Oubliez les bureaux à cloisons, les cravates et les souliers cirés. La faune qui s'active dans les studios d'Ubisoft Montréal est jeune, branchée et bigarrée. Moyenne d'âge: 30 ans.

Oubliez les bureaux à cloisons, les cravates et les souliers cirés. La faune qui s'active dans les studios d'Ubisoft Montréal est jeune, branchée et bigarrée. Moyenne d'âge: 30 ans.

Au rez-de-chaussée, ils sont 150 à plancher sur le prochain cadeau de Noël des gamers du monde entier: Assassin's Creed.

Un océan d'écrans cathodiques parsème le vaste espace à aire ouverte où les tables de travail ont été regroupées au petit hasard des équipes de production.

Des épées et des fusils en plastique traînent sur les bureaux; des palmiers et des maquettes de personnages géantes émergent ici et là.

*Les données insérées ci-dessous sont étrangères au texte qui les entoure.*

//! Application state shared across handlers.

use std::sync::Arc;

use crate::catalog::CatalogClient;
use crate::config::StorefrontConfig;
use crate::notify::TracingNotifier;
use crate::services::CartService;
use crate::storage::FileStore;

/// The concrete cart service wired up for production.
pub type StorefrontCartService = CartService<CatalogClient, FileStore, TracingNotifier>;

/// Application state shared across all handlers.
///
/// This struct is cheaply cloneable via `Arc` and provides access to
/// shared resources like the cart service and configuration.
#[derive(Clone)]
pub struct AppState {
    inner: Arc<AppStateInner>,
}

struct AppStateInner {
    config: StorefrontConfig,
    cart: StorefrontCartService,
}

impl AppState {
    /// Create a new application state.
    ///
    /// Builds the catalog client and file store from configuration and
    /// restores the persisted cart (empty if none exists).
    #[must_use]
    pub fn new(config: StorefrontConfig) -> Self {
        let catalog = CatalogClient::new(&config.catalog_url);
        let storage = FileStore::new(config.storage_dir.clone());
        let cart = CartService::new(catalog, storage, TracingNotifier);

        Self {
            inner: Arc::new(AppStateInner { config, cart }),
        }
    }

    /// Get a reference to the storefront configuration.
    #[must_use]
    pub fn config(&self) -> &StorefrontConfig {
        &self.inner.config
    }

    /// Get a reference to the cart service.
    #[must_use]
    pub fn cart(&self) -> &StorefrontCartService {
        &self.inner.cart
    }
}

La productrice travaille dans une espèce de cabanon de jardin artisanal planté au milieu de la place, vestige d'une vieille blague faite à un employé pour son anniversaire.

Bienvenue chez Ubisoft Montréal le quatrième studio de développement de jeux vidéo de la planète selon le magazine Game Informer. La fébrilité que dégage les quelque 1700 employés qui travaillent ici contraste avec les débuts enthousiastes mais modestes de ce studio qui lance ce soir le coup d'envoi des célébrations entourant son 10e anniversaire.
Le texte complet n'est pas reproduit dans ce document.